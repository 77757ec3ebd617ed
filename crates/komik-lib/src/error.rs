use thiserror::Error;

#[derive(Debug, Error, Clone, PartialEq, Eq)]
pub enum Error {
    #[error("request failed: {0}")]
    Network(String),
    #[error("server responded with status {0}")]
    Status(u16),
    #[error("malformed response: {0}")]
    Malformed(String),
    #[error("invalid manga data")]
    MissingTitle,
    #[error("comment cannot be empty")]
    EmptyComment,
    #[error("comment is longer than {0} characters")]
    CommentTooLong(usize),
    #[error("name is longer than {0} characters")]
    AuthorTooLong(usize),
}

impl Error {
    /// The request never produced a usable 2xx response
    pub fn is_transport(&self) -> bool {
        matches!(self, Error::Network(_) | Error::Status(_))
    }

    /// The response arrived but did not carry a usable record
    pub fn is_payload(&self) -> bool {
        matches!(self, Error::Malformed(_) | Error::MissingTitle)
    }
}

impl From<serde_json::Error> for Error {
    fn from(e: serde_json::Error) -> Self {
        Error::Malformed(e.to_string())
    }
}
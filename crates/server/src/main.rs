mod bootstrap;
mod dashboard;
mod health;
mod security;

use anyhow::Result;
use concierge_core::config::{AppConfig, LoadOptions};

fn init_logging(config: &AppConfig) {
    use concierge_core::config::LogFormat::*;
    use tracing::Level;

    let log_level = config.logging.level.parse::<Level>().unwrap_or(Level::INFO);

    match config.logging.format {
        Compact => {
            tracing_subscriber::fmt().with_target(false).with_max_level(log_level).compact().init();
        }
        Pretty => {
            tracing_subscriber::fmt().with_target(false).with_max_level(log_level).pretty().init();
        }
        Json => {
            tracing_subscriber::fmt().with_target(false).with_max_level(log_level).json().init();
        }
    }
}

#[tokio::main]
async fn main() -> Result<()> {
    run().await
}

pub async fn run() -> Result<()> {
    // Load config and initialize logging before any other operations
    let config = AppConfig::load(LoadOptions::default())?;
    init_logging(&config);

    let app = bootstrap::bootstrap_with_config(config);
    let address =
        format!("{}:{}", app.state.config.server.bind_address, app.state.config.server.port);
    let listener = tokio::net::TcpListener::bind(&address).await?;

    tracing::info!(
        event_name = "system.server.started",
        bind_address = %address,
        mode = if app.state.config.offline() { "simulation" } else { "live" },
        "concierge-server started"
    );

    axum::serve(listener, app.router).with_graceful_shutdown(wait_for_shutdown()).await?;

    tracing::info!(event_name = "system.server.stopping", "concierge-server stopping");

    Ok(())
}

async fn wait_for_shutdown() {
    let _ = tokio::signal::ctrl_c().await;
}
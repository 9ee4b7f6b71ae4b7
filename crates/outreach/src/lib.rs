//! Outreach runtimes.
//!
//! Two interchangeable implementations sit behind the `/run` trigger:
//! - `engine` - the real send -> poll -> schedule state machine against live
//!   providers
//! - `demo` - a scripted replay with artificial pauses and no provider I/O,
//!   used when the process runs offline
//!
//! Both emit the identical event vocabulary (`log`, `candidates`,
//! `candidate_status`, `done`) so dashboard subscribers cannot tell which one
//! ran.

pub mod demo;
pub mod engine;
pub mod template;

pub use demo::DemoSequencer;
pub use engine::OutreachFlowEngine;
pub use template::render_body;
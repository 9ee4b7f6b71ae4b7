use thiserror::Error;

#[derive(Clone, Debug, Error, PartialEq, Eq)]
pub enum DomainError {
    #[error("unknown candidate status `{0}` (expected Sourced|Contacted|Accepted|Scheduled|Declined)")]
    UnknownStatus(String),
    #[error("candidate record has no email address")]
    MissingEmail,
}

/// Application-level failure taxonomy surfaced by the facade. Provider
/// failures inside a running flow are recovered per candidate and never
/// reach this type; these variants cover single HTTP commands.
#[derive(Clone, Debug, Error, PartialEq, Eq)]
pub enum ApplicationError {
    #[error(transparent)]
    Domain(#[from] DomainError),
    #[error("validation failed: {0}")]
    Validation(String),
    #[error("a run is already in progress")]
    RunInProgress,
    #[error("candidate not found: {0}")]
    CandidateNotFound(String),
    #[error("provider call failed: {0}")]
    Provider(String),
}

#[cfg(test)]
mod tests {
    use super::{ApplicationError, DomainError};

    #[test]
    fn domain_errors_convert_into_application_errors() {
        let error = ApplicationError::from(DomainError::MissingEmail);
        assert_eq!(error, ApplicationError::Domain(DomainError::MissingEmail));
    }

    #[test]
    fn conflict_message_names_the_active_run() {
        assert_eq!(ApplicationError::RunInProgress.to_string(), "a run is already in progress");
    }
}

------------------------------------------------------------------------

■ **Task**
Go through the records and print each one exactly.

■ **Task response**
repository 77757ec3ebd617ed
filename crates/komik-lib/src/error.rs
use thiserror::Error;

#[derive(Debug, Error, Clone, PartialEq, Eq)]
pub enum Error {
    #[error("request failed: {0}")]
    Network(String),
    #[error("server responded with status {0}")]
    Status(u16),
    #[error("malformed response: {0}")]
    Malformed(String),
    #[error("invalid manga data")]
    MissingTitle,
    #[error("comment cannot be empty")]
    EmptyComment,
    #[error("comment is longer than {0} characters")]
    CommentTooLong(usize),
    #[error("name is longer than {0} characters")]
    AuthorTooLong(usize),
}

impl Error {
    /// The request never produced a usable 2xx response
    pub fn is_transport(&self) -> bool {
        matches!(self, Error::Network(_) | Error::Status(_))
    }

    /// The response arrived but did not carry a usable record
    pub fn is_payload(&self) -> bool {
        matches!(self, Error::Malformed(_) | Error::MissingTitle)
    }
}

impl From<serde_json::Error> for Error {
    fn from(e: serde_json::Error) -> Self {
        Error::Malformed(e.to_string())
    }
}
filename crates/server/src/main.rs
mod bootstrap;
mod dashboard;
mod health;
mod security;

use anyhow::Result;
use concierge_core::config::{AppConfig, LoadOptions};

fn init_logging(config: &AppConfig) {
    use concierge_core::config::LogFormat::*;
    use tracing::Level;

    let log_level = config.logging.level.parse::<Level>().unwrap_or(Level::INFO);

    match config.logging.format {
        Compact => {
            tracing_subscriber::fmt().with_target(false).with_max_level(log_level).compact().init();
        }
        Pretty => {
            tracing_subscriber::fmt().with_target(false).with_max_level(log_level).pretty().init();
        }
        Json => {
            tracing_subscriber::fmt().with_target(false).with_max_level(log_level).json().init();
        }
    }
}

#[tokio::main]
async fn main() -> Result<()> {
    run().await
}

pub async fn run() -> Result<()> {
    // Load config and initialize logging before any other operations
    let config = AppConfig::load(LoadOptions::default())?;
    init_logging(&config);

    let app = bootstrap::bootstrap_with_config(config);
    let address =
        format!("{}:{}", app.state.config.server.bind_address, app.state.config.server.port);
    let listener = tokio::net::TcpListener::bind(&address).await?;

    tracing::info!(
        event_name = "system.server.started",
        bind_address = %address,
        mode = if app.state.config.offline() { "simulation" } else { "live" },
        "concierge-server started"
    );

    axum::serve(listener, app.router).with_graceful_shutdown(wait_for_shutdown()).await?;

    tracing::info!(event_name = "system.server.stopping", "concierge-server stopping");

    Ok(())
}

async fn wait_for_shutdown() {
    let _ = tokio::signal::ctrl_c().await;
}
repository 9ee4b7f6b71ae4b7
filename crates/outreach/src/lib.rs
//! Outreach runtimes.
//!
//! Two interchangeable implementations sit behind the `/run` trigger:
//! - `engine` - the real send -> poll -> schedule state machine against live
//!   providers
//! - `demo` - a scripted replay with artificial pauses and no provider I/O,
//!   used when the process runs offline
//!
//! Both emit the identical event vocabulary (`log`, `candidates`,
//! `candidate_status`, `done`) so dashboard subscribers cannot tell which one
//! ran.

pub mod demo;
pub mod engine;
pub mod template;

pub use demo::DemoSequencer;
pub use engine::OutreachFlowEngine;
pub use template::render_body;
repository 9ee4b7f6b71ae4b7
use thiserror::Error;

#[derive(Clone, Debug, Error, PartialEq, Eq)]
pub enum DomainError {
    #[error("unknown candidate status `{0}` (expected Sourced|Contacted|Accepted|Scheduled|Declined)")]
    UnknownStatus(String),
    #[error("candidate record has no email address")]
    MissingEmail,
}

/// Application-level failure taxonomy surfaced by the facade. Provider
/// failures inside a running flow are recovered per candidate and never
/// reach this type; these variants cover single HTTP commands.
#[derive(Clone, Debug, Error, PartialEq, Eq)]
pub enum ApplicationError {
    #[error(transparent)]
    Domain(#[from] DomainError),
    #[error("validation failed: {0}")]
    Validation(String),
    #[error("a run is already in progress")]
    RunInProgress,
    #[error("candidate not found: {0}")]
    CandidateNotFound(String),
    #[error("provider call failed: {0}")]
    Provider(String),
}

#[cfg(test)]
mod tests {
    use super::{ApplicationError, DomainError};

    #[test]
    fn domain_errors_convert_into_application_errors() {
        let error = ApplicationError::from(DomainError::MissingEmail);
        assert_eq!(error, ApplicationError::Domain(DomainError::MissingEmail));
    }

    #[test]
    fn conflict_message_names_the_active_run() {
        assert_eq!(ApplicationError::RunInProgress.to_string(), "a run is already in progress");
    }
}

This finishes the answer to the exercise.